Take care of the horses as best you can for as long as you can. Always. Every day. All the time.
If you need a mission statement for a Thoroughbred racing stable, racetrack, breeding farm, van company, auction company, sales consignor, veterinary practice or any other sliver of the sport that touches horses, that’s pretty much it. Write it down, put it on a poster over the barn door, screen print it on a T-shirt, tattoo it on your forearm, I don’t care. But if you’re involved in racing and responsible for the care of racehorses, future racehorses or former racehorses, that mantra needs to be the bedrock of what you do and how you act.
Racing people know all this, but we really don’t matter. Outsiders – fans, bettors, casual observers – matter and they’ve never seemed so important.
In business circles, experts refer to the social license to operate a company or an industry. Put simply, it is the acceptance of standard practices and procedures by employees, stakeholders and the general public. One way or another, all businesses have social licenses. They just matter more for some businesses.
Racing’s is a monster. The social license to breed, raise, train, buy, sell and race horses forms the sport’s very foundation. Without it, there is no sport. Read that again if you want. If employees, stakeholders and – most importantly – the public don’t accept the way we (because this is on all of us) care for the horses, Thoroughbred racing will cease to exist.
That’s right, like any license the social one can be lost.
In five weeks this spring, a dozen horses died at Churchill Downs including two on Kentucky Derby Day. In response, Churchill moved the rest of its meet to Ellis Park even if finding a common factor among the deaths proved to be difficult. At Pimlico Race Course on Preakness Day, Havnameltdown fractured his left front leg while moving toward the front in the Chick Lang Stakes. The heavy favorite stumbled, sent jockey Luis Saez to the dirt, and ran another furlong before being caught by an outrider, examined by veterinarians and humanely euthanized on the track. I watched, winced and thought about the people most involved – groom, vets, outrider, Saez, horse ambulance driver, whoever took off Havnameltdown’s bridle.

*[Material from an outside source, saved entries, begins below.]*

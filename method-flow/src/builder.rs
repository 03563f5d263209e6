// Copyright (c) Microsoft Corporation.
// Licensed under the MIT License.

use crate::event::{Label, MethodEvent, ProbeId, SwitchTarget, TryCatchBlock};
use crate::opcode::Opcode;

/// Records the event stream of one method body.
///
/// Labels are allocated by the builder so that they stay unique within the
/// method; they may be referenced before they are placed.
#[derive(Clone, Debug, Default)]
pub struct MethodBuilder {
    events: Vec<MethodEvent>,
    next_label: u32,
}

impl MethodBuilder {
    pub fn new() -> Self {
        Self::default()
    }

    pub fn new_label(&mut self) -> Label {
        let label = Label(self.next_label);
        self.next_label += 1;
        label
    }

    /// Place `label` before the next instruction.
    pub fn label(&mut self, label: Label) -> &mut Self {
        self.push(MethodEvent::Label { label })
    }

    /// Start source line `line` at a fresh label that is never placed.
    pub fn line(&mut self, line: u32) -> &mut Self {
        let start = self.new_label();
        self.line_at(line, start)
    }

    pub fn line_at(&mut self, line: u32, start: Label) -> &mut Self {
        self.push(MethodEvent::LineNumber { line, start })
    }

    pub fn insn(&mut self, opcode: Opcode) -> &mut Self {
        self.push(MethodEvent::Insn { opcode })
    }

    pub fn insns(&mut self, opcodes: &[Opcode]) -> &mut Self {
        for opcode in opcodes {
            self.insn(*opcode);
        }
        self
    }

    pub fn insn_with_probe(&mut self, opcode: Opcode, probe: ProbeId) -> &mut Self {
        self.push(MethodEvent::InsnWithProbe { opcode, probe })
    }

    pub fn jump(&mut self, opcode: Opcode, target: Label) -> &mut Self {
        self.push(MethodEvent::Jump { opcode, target })
    }

    pub fn jump_with_probe(&mut self, opcode: Opcode, target: Label, probe: ProbeId) -> &mut Self {
        self.push(MethodEvent::JumpWithProbe {
            opcode,
            target,
            probe,
        })
    }

    pub fn table_switch(&mut self, min: i32, max: i32, default: Label, targets: &[Label]) -> &mut Self {
        self.push(MethodEvent::TableSwitch {
            min,
            max,
            default,
            targets: targets.to_vec(),
        })
    }

    pub fn table_switch_with_probes(
        &mut self,
        min: i32,
        max: i32,
        default: SwitchTarget,
        targets: &[SwitchTarget],
    ) -> &mut Self {
        self.push(MethodEvent::TableSwitchWithProbes {
            min,
            max,
            default,
            targets: targets.to_vec(),
        })
    }

    pub fn lookup_switch(&mut self, default: Label, keys: &[i32], targets: &[Label]) -> &mut Self {
        self.push(MethodEvent::LookupSwitch {
            default,
            keys: keys.to_vec(),
            targets: targets.to_vec(),
        })
    }

    pub fn lookup_switch_with_probes(
        &mut self,
        default: SwitchTarget,
        keys: &[i32],
        targets: &[SwitchTarget],
    ) -> &mut Self {
        self.push(MethodEvent::LookupSwitchWithProbes {
            default,
            keys: keys.to_vec(),
            targets: targets.to_vec(),
        })
    }

    pub fn try_catch(
        &mut self,
        start: Label,
        end: Label,
        handler: Label,
        catch_type: Option<&str>,
    ) -> &mut Self {
        self.push(MethodEvent::TryCatch(TryCatchBlock::new(
            start, end, handler, catch_type,
        )))
    }

    pub fn probe(&mut self, probe: ProbeId) -> &mut Self {
        self.push(MethodEvent::Probe { probe })
    }

    pub fn events(&self) -> &[MethodEvent] {
        &self.events
    }

    pub fn build(self) -> Vec<MethodEvent> {
        self.events
    }

    fn push(&mut self, event: MethodEvent) -> &mut Self {
        self.events.push(event);
        self
    }
}
// Copyright (c) Microsoft Corporation.
// Licensed under the MIT License.

use thiserror::Error;

use crate::opcode::Opcode;

#[derive(Debug, Error, Eq, PartialEq)]
pub enum FlowError {
    #[error("subroutine instruction {opcode} is not supported")]
    Subroutine { opcode: Opcode },
}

Pretty quickly, my thoughts turned to a version of those words at the top of this column, racing’s social license and the pressure it would face.

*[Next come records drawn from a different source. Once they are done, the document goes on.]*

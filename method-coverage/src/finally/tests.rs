// Copyright (c) Microsoft Corporation.
// Licensed under the MIT License.

use anyhow::Result;
use method_flow::{LabelFlow, MethodBuilder, MethodEvent};
use pretty_assertions::assert_eq;

use super::*;
use crate::filter::NoFilter;
use crate::graph::FlowBuilder;
use crate::test::{insert_probes, println, try_catch_finally};

fn build(events: &[MethodEvent]) -> Result<FlowGraph> {
    let labels = LabelFlow::analyze(events)?;
    let mut builder = FlowBuilder::new(&labels, ProbeData::new(None), NoFilter);

    for event in events {
        builder.visit(event);
    }

    Ok(builder.finish())
}

#[test]
fn test_copies_of_finally_block_are_found() -> Result<()> {
    let (events, l) = try_catch_finally();
    let (events, _) = insert_probes(&events);
    let graph = build(&events)?;

    let groups = duplicate_groups(&graph, &FinallyShape::default());

    assert_eq!(groups.len(), 1);
    assert!(groups.contains(l[0]));
    assert_eq!(groups.get(l[0]), Some(&[l[4], l[3], l[5]][..]));

    Ok(())
}

#[test]
fn test_duplicates_are_disabled() -> Result<()> {
    let (events, _) = try_catch_finally();
    let (events, _) = insert_probes(&events);
    let mut graph = build(&events)?;

    let shape = FinallyShape::default();
    let ends = FinallyResolver::new(&mut graph, ProbeData::new(None), &shape).resolve();

    assert_eq!(
        ends,
        vec![FinallyBlockEnd {
            primary: InsnId(17),
            others: vec![InsnId(11), InsnId(20)],
        }]
    );

    let enabled: Vec<usize> = graph
        .insns
        .iter()
        .enumerate()
        .filter(|(_, insn)| insn.is_coverage_enabled())
        .map(|(index, _)| index)
        .collect();

    // The catch handler copy (8 to 11) and the no-exception copy (18 to 20)
    // are folded into the catch-all copy (13 to 17).
    assert_eq!(
        enabled,
        vec![0, 1, 2, 3, 4, 5, 6, 7, 12, 13, 14, 15, 16, 17]
    );

    Ok(())
}

#[test]
fn test_try_without_finally_is_ignored() -> Result<()> {
    let mut method = MethodBuilder::new();
    let l: Vec<Label> = (0..4).map(|_| method.new_label()).collect();

    method
        .try_catch(l[0], l[1], l[2], Some("java/lang/Exception"))
        .label(l[0])
        .insn(Opcode::NOP)
        .label(l[1])
        .jump(Opcode::GOTO, l[3])
        .label(l[2])
        .insn(Opcode::ASTORE)
        .label(l[3])
        .insn(Opcode::RETURN);

    let (events, _) = insert_probes(&method.build());
    let graph = build(&events)?;

    assert!(duplicate_groups(&graph, &FinallyShape::default()).is_empty());

    Ok(())
}

#[test]
fn test_synchronized_block_is_ignored() -> Result<()> {
    let mut method = MethodBuilder::new();
    let l: Vec<Label> = (0..4).map(|_| method.new_label()).collect();

    method
        .try_catch(l[0], l[1], l[2], None)
        .label(l[0])
        .insns(&[Opcode::NOP, Opcode::ALOAD, Opcode::MONITOREXIT])
        .label(l[1])
        .jump(Opcode::GOTO, l[3])
        .label(l[2])
        .insns(&[
            Opcode::ASTORE,
            Opcode::ALOAD,
            Opcode::MONITOREXIT,
            Opcode::ALOAD,
            Opcode::ATHROW,
        ])
        .label(l[3])
        .insn(Opcode::RETURN);

    let (events, _) = insert_probes(&method.build());
    let mut graph = build(&events)?;

    assert!(duplicate_groups(&graph, &FinallyShape::default()).is_empty());

    let shape = FinallyShape::default();
    let ends = FinallyResolver::new(&mut graph, ProbeData::new(None), &shape).resolve();
    assert!(ends.is_empty());
    assert!(graph.insns.iter().all(|insn| insn.is_coverage_enabled()));

    Ok(())
}

/// `try { a(); } catch (RuntimeException e) { b(); throw e; } finally { c(); }`
///
/// The catch handler rethrows, so no copy of the finally block follows it.
fn try_rethrow_finally() -> (Vec<MethodEvent>, Vec<Label>) {
    let mut method = MethodBuilder::new();
    let l: Vec<Label> = (0..8).map(|_| method.new_label()).collect();

    method
        .try_catch(l[0], l[1], l[2], Some("java/lang/RuntimeException"))
        .try_catch(l[0], l[3], l[4], None)
        .label(l[0]);
    println(&mut method).label(l[1]).jump(Opcode::GOTO, l[5]);

    method.label(l[2]).insn(Opcode::ASTORE);
    println(&mut method)
        .insns(&[Opcode::ALOAD, Opcode::ATHROW])
        .label(l[3]);

    method.label(l[4]).insn(Opcode::ASTORE).label(l[6]);
    println(&mut method).insns(&[Opcode::ALOAD, Opcode::ATHROW]);

    method.label(l[5]);
    println(&mut method).label(l[7]).insn(Opcode::RETURN);

    (method.build(), l)
}

#[test]
fn test_rethrowing_catch_handler_has_no_copy() -> Result<()> {
    let (events, l) = try_rethrow_finally();
    let graph = build(&events)?;

    let groups = duplicate_groups(&graph, &FinallyShape::default());
    assert_eq!(groups.get(l[0]), Some(&[l[4], l[5]][..]));

    // Without a look-behind the end of the catch range counts as a copy.
    let shape = FinallyShape {
        athrow_lookbehind: 0,
        ..FinallyShape::default()
    };
    let groups = duplicate_groups(&graph, &shape);
    assert_eq!(groups.get(l[0]), Some(&[l[4], l[3], l[5]][..]));

    Ok(())
}

/// Labels of [`nested_finally`].
struct Nested {
    outer: Label,
    outer_end: Label,
    outer_handler: Label,

    // Inner try statement in the no-exception copy of the outer finally.
    normal_start: Label,
    normal_end: Label,
    normal_handler: Label,

    // Inner try statement in the catch-all copy of the outer finally.
    primary_start: Label,
    primary_end: Label,
    primary_handler: Label,
}

/// `try { a(); } finally { try { b(); } finally { c(); } }`
fn nested_finally() -> (Vec<MethodEvent>, Nested) {
    let mut method = MethodBuilder::new();
    let mut label = || method.new_label();

    let n = Nested {
        outer: label(),
        outer_end: label(),
        outer_handler: label(),
        normal_start: label(),
        normal_end: label(),
        normal_handler: label(),
        primary_start: label(),
        primary_end: label(),
        primary_handler: label(),
    };
    let outer_stored = label();
    let normal_stored = label();
    let normal_done = label();
    let primary_stored = label();
    let primary_done = label();
    let exit = label();

    method
        .try_catch(n.outer, n.outer_end, n.outer_handler, None)
        .try_catch(n.normal_start, n.normal_end, n.normal_handler, None)
        .try_catch(n.primary_start, n.primary_end, n.primary_handler, None)
        .label(n.outer)
        .insn(Opcode::INVOKESTATIC)
        .label(n.outer_end);

    // No-exception copy of the outer finally block.
    method
        .label(n.normal_start)
        .insn(Opcode::INVOKESTATIC)
        .label(n.normal_end)
        .insn(Opcode::INVOKESTATIC)
        .jump(Opcode::GOTO, normal_done)
        .label(n.normal_handler)
        .insn(Opcode::ASTORE)
        .label(normal_stored)
        .insns(&[Opcode::INVOKESTATIC, Opcode::ALOAD, Opcode::ATHROW])
        .label(normal_done)
        .jump(Opcode::GOTO, exit);

    // Catch-all copy of the outer finally block.
    method
        .label(n.outer_handler)
        .insn(Opcode::ASTORE)
        .label(outer_stored)
        .label(n.primary_start)
        .insn(Opcode::INVOKESTATIC)
        .label(n.primary_end)
        .insn(Opcode::INVOKESTATIC)
        .jump(Opcode::GOTO, primary_done)
        .label(n.primary_handler)
        .insn(Opcode::ASTORE)
        .label(primary_stored)
        .insns(&[Opcode::INVOKESTATIC, Opcode::ALOAD, Opcode::ATHROW])
        .label(primary_done)
        .insns(&[Opcode::ALOAD, Opcode::ATHROW]);

    method.label(exit).insn(Opcode::RETURN);

    (method.build(), n)
}

#[test]
fn test_nested_finally_groups_are_found() -> Result<()> {
    let (events, n) = nested_finally();
    let graph = build(&events)?;

    let groups = duplicate_groups(&graph, &FinallyShape::default());

    assert_eq!(groups.len(), 3);
    assert_eq!(groups.get(n.outer), Some(&[n.outer_handler, n.outer_end][..]));
    assert_eq!(
        groups.get(n.normal_start),
        Some(&[n.normal_handler, n.normal_end][..])
    );
    assert_eq!(
        groups.get(n.primary_start),
        Some(&[n.primary_handler, n.primary_end][..])
    );

    Ok(())
}

#[test]
fn test_nested_finally_groups_collapse() -> Result<()> {
    let (events, n) = nested_finally();
    let mut graph = build(&events)?;

    let shape = FinallyShape::default();
    let mut groups = duplicate_groups(&graph, &shape);
    assert_eq!(groups.pop_front().map(|(key, _)| key), Some(n.outer));

    let cursors = [
        graph.atoms.position(n.primary_start),
        graph.atoms.position(n.normal_start),
    ];
    let cursors: Vec<isize> = cursors.into_iter().flatten().collect();
    assert_eq!(cursors.len(), 2);

    FinallyResolver::new(&mut graph, ProbeData::new(None), &shape)
        .collapse_nested(&cursors, &mut groups);

    // One group, keyed by the inner try statement of the catch-all copy.
    assert_eq!(groups.len(), 1);
    assert!(!groups.contains(n.normal_start));
    assert_eq!(
        groups.get(n.primary_start),
        Some(
            &[
                n.primary_handler,
                n.primary_end,
                n.normal_handler,
                n.normal_end
            ][..]
        )
    );

    Ok(())
}

#[test]
fn test_nested_finally_copies_are_disabled() -> Result<()> {
    let (events, _) = nested_finally();
    let mut graph = build(&events)?;

    let shape = FinallyShape::default();
    let ends = FinallyResolver::new(&mut graph, ProbeData::new(None), &shape).resolve();

    // The outer block closes on its rethrow. The merged inner group does not
    // line up and is left as is.
    assert_eq!(
        ends,
        vec![FinallyBlockEnd {
            primary: InsnId(18),
            others: vec![InsnId(7)],
        }]
    );

    let disabled: Vec<usize> = graph
        .insns
        .iter()
        .enumerate()
        .filter(|(_, insn)| !insn.is_coverage_enabled())
        .map(|(index, _)| index)
        .collect();

    // The inner try statement of the no-exception copy (1 to 7) is folded
    // into the one of the catch-all copy (10 to 16).
    assert_eq!(disabled, vec![1, 2, 3, 4, 5, 6, 7]);

    Ok(())
}

#[test]
fn test_extreme_shapes_leave_copies_unmerged() -> Result<()> {
    let (events, _) = try_catch_finally();
    let (events, _) = insert_probes(&events);

    let shapes = [
        FinallyShape {
            region_entry_skip: isize::MAX,
            ..FinallyShape::default()
        },
        FinallyShape {
            catch_all_extra_skip: isize::MAX,
            ..FinallyShape::default()
        },
        FinallyShape {
            region_entry_skip: isize::MIN,
            ..FinallyShape::default()
        },
    ];

    for shape in &shapes {
        let mut graph = build(&events)?;
        let ends = FinallyResolver::new(&mut graph, ProbeData::new(None), shape).resolve();

        assert!(ends.is_empty(), "{:?}", shape);
        assert!(
            graph.insns.iter().all(|insn| insn.is_coverage_enabled()),
            "{:?}",
            shape
        );
    }

    Ok(())
}

#[test]
fn test_extreme_windows_do_not_panic() -> Result<()> {
    let (events, _) = try_catch_finally();
    let (events, _) = insert_probes(&events);

    let shapes = [
        FinallyShape {
            athrow_lookbehind: isize::MAX,
            goto_lookbehind: isize::MIN,
            goto_lookahead: isize::MAX,
            handler_adjacency: isize::MAX,
            ..FinallyShape::default()
        },
        FinallyShape {
            athrow_lookbehind: isize::MIN,
            goto_lookbehind: isize::MAX,
            goto_lookahead: isize::MIN,
            handler_adjacency: isize::MIN,
            ..FinallyShape::default()
        },
        FinallyShape {
            probe_tail_primary_advance: isize::MAX,
            tail_duplicate_advance: isize::MIN,
            end_search_min: isize::MIN,
            end_search_max: isize::MAX,
            ..FinallyShape::default()
        },
    ];

    for shape in &shapes {
        let mut graph = build(&events)?;
        let ends = FinallyResolver::new(&mut graph, ProbeData::new(None), shape).resolve();

        assert!(ends.len() <= 1, "{:?}", shape);
    }

    Ok(())
}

Preakness weekend marked the return of Havnameltdown’s trainer Bob Baffert to the Triple Crown stage after missing the 2022 races and the 2023 Kentucky Derby due to suspensions by Churchill Downs and the Kentucky Racing Commission. Baffert’s 2021 Kentucky Derby winner Medina Spirit and 2020 Kentucky Oaks runner Gamine were disqualified for testing above the limit for the permitted medication betamethasone, two violations among several in the previous two years. The Hall of Famer served his suspensions, upheld by appeals, and started four horses over two days at Pimlico. Friday, Faiza finished third in the Black-Eyed Susan. Saturday, Arabian Lion won the Sir Barton and National Treasure won the Preakness. Havnameltdown died. Several media platforms broadcast it all. And racing felt it.
When facing criticism, racing people always default to how well taken care of the horses are and how much they are loved – hay, straw, mints, toys, oats, hugs, all kinds of therapies, sports medicine, diagnostics, turnout, training options and progress, progress, progress.

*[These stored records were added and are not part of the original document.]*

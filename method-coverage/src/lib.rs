// Copyright (c) Microsoft Corporation.
// Licensed under the MIT License.

#[macro_use]
extern crate log;

pub mod analyzer;
pub mod atom;
pub mod counter;
pub mod filter;
pub mod finally;
pub mod graph;
pub mod instruction;
pub mod options;
pub mod probes;
pub mod report;
pub mod try_catch;


pub use analyzer::MethodAnalyzer;
pub use counter::{Counter, CoverageStatus};
pub use filter::{CoverageFilter, NoFilter, SynchronizedFilter};
pub use options::{AnalyzerOptions, FinallyShape};
pub use report::{LineCoverage, MethodCounters, MethodCoverage};
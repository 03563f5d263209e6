// Copyright (c) Microsoft Corporation.
// Licensed under the MIT License.

use std::fs;
use std::path::{Path, PathBuf};

use anyhow::{Context, Result};
use clap::Parser;
use method_coverage::{AnalyzerOptions, MethodAnalyzer, SynchronizedFilter};
use method_flow::MethodEvent;

/// Print the coverage of a method recorded as a JSON event stream.
#[derive(Parser, Debug)]
struct Args {
    /// JSON array of method events.
    #[arg(short, long)]
    events: PathBuf,

    /// JSON array of probe execution flags. Without it, the class is treated
    /// as never executed.
    #[arg(short, long)]
    probes: Option<PathBuf>,

    /// JSON analyzer options.
    #[arg(short, long)]
    options: Option<PathBuf>,

    /// Hide the exception exits of synchronized blocks.
    #[arg(long)]
    synchronized: bool,

    #[arg(long, default_value = "method")]
    name: String,

    #[arg(long, default_value = "()V")]
    desc: String,
}

fn read_json<T: serde::de::DeserializeOwned>(path: &Path) -> Result<T> {
    let text = fs::read_to_string(path)
        .with_context(|| format!("unable to read {}", path.display()))?;
    let value = serde_json::from_str(&text)
        .with_context(|| format!("invalid JSON in {}", path.display()))?;
    Ok(value)
}

fn main() -> Result<()> {
    env_logger::init();

    let args = Args::parse();

    let events: Vec<MethodEvent> = read_json(&args.events)?;
    let probes: Option<Vec<bool>> = args.probes.as_deref().map(read_json).transpose()?;
    let options: AnalyzerOptions = match args.options.as_deref() {
        Some(path) => read_json(path)?,
        None => AnalyzerOptions::default(),
    };

    let mut analyzer = MethodAnalyzer::new(args.name, args.desc)
        .probes(probes.as_deref())
        .options(options);

    if args.synchronized {
        analyzer = analyzer.filter(SynchronizedFilter::new());
    }

    let coverage = analyzer.analyze(&events)?;

    let text = serde_json::to_string_pretty(&coverage)?;
    println!("{text}");

    Ok(())
}
// Copyright (c) Microsoft Corporation.
// Licensed under the MIT License.

#[macro_use]
extern crate log;

pub mod builder;
pub mod error;
pub mod event;
pub mod flow;
pub mod opcode;

pub use builder::MethodBuilder;
pub use error::FlowError;
pub use event::{Label, MethodEvent, ProbeId, SwitchTarget, TryCatchBlock};
pub use flow::LabelFlow;
pub use opcode::Opcode;
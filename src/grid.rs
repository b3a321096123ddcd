//! Character-grid geometry and luminance downsampling

use image::imageops::FilterType;
use image::{DynamicImage, GrayImage};

/// Default character-grid width in columns.
pub const DEFAULT_WIDTH: u32 = 100;

/// Monospace glyphs are roughly twice as tall as they are wide, so one
/// character cell covers two source rows for every column it covers.
const GLYPH_ASPECT: f64 = 2.0;

/// Dimensions of the output character grid.
#[derive(Debug, Clone, Copy, PartialEq, Eq)]
pub struct GridSize {
    /// Columns (characters per row)
    pub width: u32,
    /// Rows
    pub height: u32,
}

/// Compute the character-grid dimensions for a source image.
///
/// The grid is `width * detail` columns wide. The row count preserves the
/// source aspect ratio after halving for glyph height, and is clamped to at
/// least one row so extremely wide sources still render.
pub fn grid_size(src_width: u32, src_height: u32, width: u32, detail: u32) -> GridSize {
    let columns = width * detail;
    let aspect = src_height as f64 / (src_width as f64 * GLYPH_ASPECT);
    let rows = (aspect * columns as f64).round() as u32;
    GridSize {
        width: columns,
        height: rows.max(1),
    }
}

/// Downsample an image onto the character grid and reduce it to luminance.
///
/// Resizes to exactly `grid.width x grid.height` (Catmull-Rom; the grid is
/// already aspect-corrected, so no further ratio preservation happens here),
/// then collapses color to 8-bit luminance.
pub fn downsample(image: &DynamicImage, grid: GridSize) -> GrayImage {
    let resized = image.resize_exact(grid.width, grid.height, FilterType::CatmullRom);
    resized.to_luma8()
}
//! System clipboard integration

use thiserror::Error;

/// Error type for clipboard failures (no clipboard available, or the
/// platform refused the write)
#[derive(Debug, Error)]
#[error("clipboard error: {0}")]
pub struct ClipboardError(#[from] arboard::Error);

/// Place text on the system clipboard.
pub fn copy_text(text: &str) -> Result<(), ClipboardError> {
    let mut clipboard = arboard::Clipboard::new()?;
    clipboard.set_text(text)?;
    Ok(())
}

We leave out the parts about inadequate regulations, aggressive trainers, results-above-all-else owners, cheaters caught by the FBI and private investigators (not the sport’s regulatory bodies), screwy decision-making at multiple levels, runaway claiming rules, lawsuits over potentially game-changing federal legislation, resistance to safer racing surfaces, rules violations that take months (years really) to be adjudicated and all the rest of this mish-mashed sport.
None of this should fall on one individual, one entity or some subset of the Thoroughbred world. It’s a racing problem that will take all of us to overcome or at least counteract. At every level, people in racing mean well and do noble work. All the progress – nationally, racing fatalities continue to decline – matters.
But Havnameltdown died in a race, held during a concert with a window-rattling bass line, in front of a half-condemned building owned by a company that can’t find a reliable narrative about the future of racing in the state, for a trainer coming off a two-year ban from the Triple Crown, while people in suits and frilly hats sipped expensive drinks. At best, the scene strained credibility. At worst..?
Go ahead, tell everyone how loved the horses are again – just be prepared to defend yourself.